Se encontró con una situación muy difícil. Los pequeños, que habían estado viviendo con el padre de su segundo hijo, se convirtieron en algo que Sheyla no quería. “Mi hijo mayor era alcohólico a los 14 años por estar con mi marido, que también lo era, y mi otro niño tenía un cáncer muy difícil de curar. Cuando fuimos al hospital, no quisieron tratar a mi hijo, porque al yo haber pedido el asilo en España, me decían que era responsabilidad española el cuidado de mi hijo”, relata emocionada.
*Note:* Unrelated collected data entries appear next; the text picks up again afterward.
use std::fmt;

use serde::{Deserialize, Serialize};

/// Server-assigned event identifier. The backend hands these out as strings.
#[derive(Debug, Clone, PartialEq, Eq, Hash, PartialOrd, Ord, Serialize, Deserialize)]
#[serde(transparent)]
pub struct EventId(pub String);

impl EventId {
    pub fn new(id: impl Into<String>) -> Self {
        Self(id.into())
    }

    pub fn as_str(&self) -> &str {
        &self.0
    }
}

impl fmt::Display for EventId {
    fn fmt(&self, f: &mut fmt::Formatter<'_>) -> fmt::Result {
        f.pad(&self.0)
    }
}

impl From<&str> for EventId {
    fn from(value: &str) -> Self {
        Self(value.to_string())
    }
}

#[derive(Debug, Clone, PartialEq, Eq, Serialize, Deserialize)]
pub struct EventSummary {
    pub id: EventId,
    pub title: String,
    #[serde(default)]
    pub date: String,
    #[serde(default)]
    pub location: String,
    #[serde(default)]
    pub image: String,
}

#[derive(Debug, Clone, PartialEq, Eq, Serialize, Deserialize)]
pub struct EventDetail {
    pub id: EventId,
    pub title: String,
    #[serde(default)]
    pub description: String,
    #[serde(default)]
    pub date: String,
    #[serde(default)]
    pub time: String,
    #[serde(default)]
    pub location: String,
    #[serde(default)]
    pub image: String,
    #[serde(
        default,
        rename = "updatedAt",
        skip_serializing_if = "Option::is_none"
    )]
    pub updated_at: Option<String>,
}

impl EventDetail {
    pub fn summary(&self) -> EventSummary {
        EventSummary {
            id: self.id.clone(),
            title: self.title.clone(),
            date: self.date.clone(),
            location: self.location.clone(),
            image: self.image.clone(),
        }
    }

    /// Returns a copy with every `Some` field of `patch` written over it.
    pub fn patched(&self, patch: &EventPatch) -> Self {
        let mut next = self.clone();
        let EventPatch {
            title,
            description,
            date,
            time,
            location,
            image,
        } = patch;
        if let Some(v) = title {
            next.title = v.clone();
        }
        if let Some(v) = description {
            next.description = v.clone();
        }
        if let Some(v) = date {
            next.date = v.clone();
        }
        if let Some(v) = time {
            next.time = v.clone();
        }
        if let Some(v) = location {
            next.location = v.clone();
        }
        if let Some(v) = image {
            next.image = v.clone();
        }
        next
    }
}

/// Partial update for an event. Fields left as `None` keep their current value.
#[derive(Debug, Clone, Default, PartialEq, Eq, Serialize, Deserialize)]
pub struct EventPatch {
    #[serde(default, skip_serializing_if = "Option::is_none")]
    pub title: Option<String>,
    #[serde(default, skip_serializing_if = "Option::is_none")]
    pub description: Option<String>,
    #[serde(default, skip_serializing_if = "Option::is_none")]
    pub date: Option<String>,
    #[serde(default, skip_serializing_if = "Option::is_none")]
    pub time: Option<String>,
    #[serde(default, skip_serializing_if = "Option::is_none")]
    pub location: Option<String>,
    #[serde(default, skip_serializing_if = "Option::is_none")]
    pub image: Option<String>,
}

impl EventPatch {
    pub fn title(title: impl Into<String>) -> Self {
        Self {
            title: Some(title.into()),
            ..Self::default()
        }
    }

    pub fn is_empty(&self) -> bool {
        self == &Self::default()
    }
}
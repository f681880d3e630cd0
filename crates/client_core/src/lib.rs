use std::sync::Arc;

use async_trait::async_trait;
use shared::{
    domain::{EventDetail, EventId, EventPatch, EventSummary},
    error::ApiError,
};
use tokio::sync::broadcast;
use tracing::info;

pub mod cache;
pub mod coordinator;
pub mod deletion;
pub mod http;
pub mod mutation;

pub use cache::{CacheEntry, CacheStatus, EntityCache, EntityKey, KeyFilter, EVENTS_COLLECTION};
pub use coordinator::{CancelSignal, FetchError, RequestCoordinator, SharedFetch};
pub use deletion::{DeletionAction, DeletionError, DeletionFlow, DeletionRequest, DeletionStatus};
pub use http::HttpEventsApi;
pub use mutation::{MutationEngine, MutationState};

const EVENT_CHANNEL_CAPACITY: usize = 1024;
pub const EVENT_LIST_ROUTE: &str = "/events";

/// The remote events backend. Implementations own their wire format; the
/// client only relies on these four calls.
#[async_trait]
pub trait EventsApi: Send + Sync {
    async fn fetch_event_list(&self, cancel: &CancelSignal) -> Result<Vec<EventSummary>, ApiError>;
    async fn fetch_event(&self, id: &EventId, cancel: &CancelSignal)
        -> Result<EventDetail, ApiError>;
    async fn update_event(&self, id: &EventId, patch: &EventPatch)
        -> Result<EventDetail, ApiError>;
    async fn delete_event(&self, id: &EventId) -> Result<(), ApiError>;
}

/// What the client caches: a single event or the collection's list view.
#[derive(Debug, Clone, PartialEq)]
pub enum Resource {
    Event(EventDetail),
    EventList(Vec<EventSummary>),
}

impl Resource {
    pub fn as_event(&self) -> Option<&EventDetail> {
        match self {
            Self::Event(detail) => Some(detail),
            Self::EventList(_) => None,
        }
    }

    pub fn as_event_list(&self) -> Option<&[EventSummary]> {
        match self {
            Self::EventList(items) => Some(items),
            Self::Event(_) => None,
        }
    }

    /// Applies `patch` to an event. Lists are not patchable.
    pub fn patched(&self, patch: &EventPatch) -> Option<Self> {
        self.as_event()
            .map(|detail| Self::Event(detail.patched(patch)))
    }
}

/// Notifications for whatever renders the client state.
#[derive(Debug, Clone, PartialEq)]
pub enum ClientEvent {
    CacheChanged(EntityKey),
    MutationStateChanged {
        key: EntityKey,
        state: MutationState,
    },
    DeletionStateChanged {
        key: EntityKey,
        status: DeletionStatus,
    },
    NavigationRequested(String),
}

pub(crate) fn fetch_event_detail(
    coordinator: &RequestCoordinator<Resource>,
    api: &Arc<dyn EventsApi>,
    id: &EventId,
) -> SharedFetch<Resource> {
    let api = Arc::clone(api);
    let id = id.clone();
    coordinator.fetch(EntityKey::event(&id), move |cancel| {
        async move { api.fetch_event(&id, &cancel).await.map(Resource::Event) }
    })
}

pub struct EventsClient {
    api: Arc<dyn EventsApi>,
    cache: Arc<EntityCache<Resource>>,
    coordinator: Arc<RequestCoordinator<Resource>>,
    mutations: MutationEngine,
    events: broadcast::Sender<ClientEvent>,
}

impl EventsClient {
    pub fn new(api: Arc<dyn EventsApi>) -> Arc<Self> {
        let (events, _) = broadcast::channel(EVENT_CHANNEL_CAPACITY);
        let cache = Arc::new(EntityCache::new(events.clone()));
        let coordinator = Arc::new(RequestCoordinator::new(Arc::clone(&cache)));
        let mutations = MutationEngine::new(
            Arc::clone(&api),
            Arc::clone(&cache),
            Arc::clone(&coordinator),
            events.clone(),
        );
        Arc::new(Self {
            api,
            cache,
            coordinator,
            mutations,
            events,
        })
    }

    pub fn cache(&self) -> &EntityCache<Resource> {
        &self.cache
    }

    pub fn coordinator(&self) -> &RequestCoordinator<Resource> {
        &self.coordinator
    }

    pub fn subscribe_events(&self) -> broadcast::Receiver<ClientEvent> {
        self.events.subscribe()
    }

    pub async fn load_event_list(&self) -> Result<Vec<EventSummary>, FetchError> {
        let key = EntityKey::event_list();
        let api = Arc::clone(&self.api);
        let resource = self
            .coordinator
            .fetch(key.clone(), move |cancel| {
                async move {
                    api.fetch_event_list(&cancel)
                        .await
                        .map(Resource::EventList)
                }
            })
            .await?;
        match resource {
            Resource::EventList(items) => Ok(items),
            Resource::Event(_) => Err(FetchError::UnexpectedValue { key }),
        }
    }

    pub async fn load_event(&self, id: &EventId) -> Result<EventDetail, FetchError> {
        match fetch_event_detail(&self.coordinator, &self.api, id).await? {
            Resource::Event(detail) => Ok(detail),
            Resource::EventList(_) => Err(FetchError::UnexpectedValue {
                key: EntityKey::event(id),
            }),
        }
    }

    /// The view for `key` was torn down; discard its pending read.
    pub fn leave_view(&self, key: &EntityKey) -> bool {
        self.coordinator.cancel(key)
    }

    pub async fn submit_edit(
        &self,
        id: &EventId,
        patch: EventPatch,
    ) -> Result<EventDetail, ApiError> {
        self.mutations.submit(id, patch).await
    }

    pub fn mutation_state(&self, id: &EventId) -> MutationState {
        self.mutations.state(&EntityKey::event(id))
    }

    pub fn deletion_flow(&self, id: &EventId) -> DeletionFlow {
        DeletionFlow::new(
            id.clone(),
            Arc::clone(&self.api),
            Arc::clone(&self.cache),
            self.events.clone(),
        )
    }

    /// Full application reset: abandons every pending read and empties the cache.
    pub fn reset(&self) {
        let cancelled = self.coordinator.cancel_all();
        self.cache.clear();
        info!(cancelled, "client: state reset");
    }
}

#[cfg(test)]
#[path = "tests/support.rs"]
pub(crate) mod test_support;

#[cfg(test)]
#[path = "tests/lib_tests.rs"]
mod tests;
Estuvo meses cuidando a su hijo en casa. En el hospital le daban dos bombonas a la semana, pero su hijo necesitaba una cada día para respirar. “Comprábamos en el mercado negro, no tenía otra solución”. El 10 noviembre de 2021 falleció su hijo de cáncer sin poder ser tratado por los médicos. “Me dijo, antes de morir, que ya sabía que se tenía que ir, pero que le tenía que prometer que iba a sonreír y que iba a seguir para adelante”, cuenta. “El día que se murió mi hijo, mi marido se llevó todo de casa y me dejó sin nada. No podía dejar de llorar, pero mi otro hijo me dijo que cogiéramos lo poco que teníamos y que nos íbamos para Donostia”, señala.
Con una mano delante y otra detrás, llegaron a Donostia y comenzaron de nuevo su vida. “Apunté a Brian en un colegio en Irun, para que estudiara y jugara al fútbol. Yo seguía trabajando en fruterías y cuidando mayores”. Se casó con otro hombre nicaragüense, el tercero, pero este parece ser el definitivo. “Por fin encontré un hombre y un lugar que me trataban bien, que querían que me quedase a su lado y que fuera feliz”.
Por un futuro mejor, Yaya, Sheyla y Mohamed pasaron por dificultades que jamás pensaron que iba a tener que afrontar. Mucho sufrimiento que ahora, se traduce a felicidad y ganas de disfrutar. Después de la conversación, Yaya tiene que ir a trabajar en Lezo, a Sheyla le espera su familia en su casa de Ategorrieta, y Mohamed tiene que ir a estudiar. Son uno más, y merecen serlo.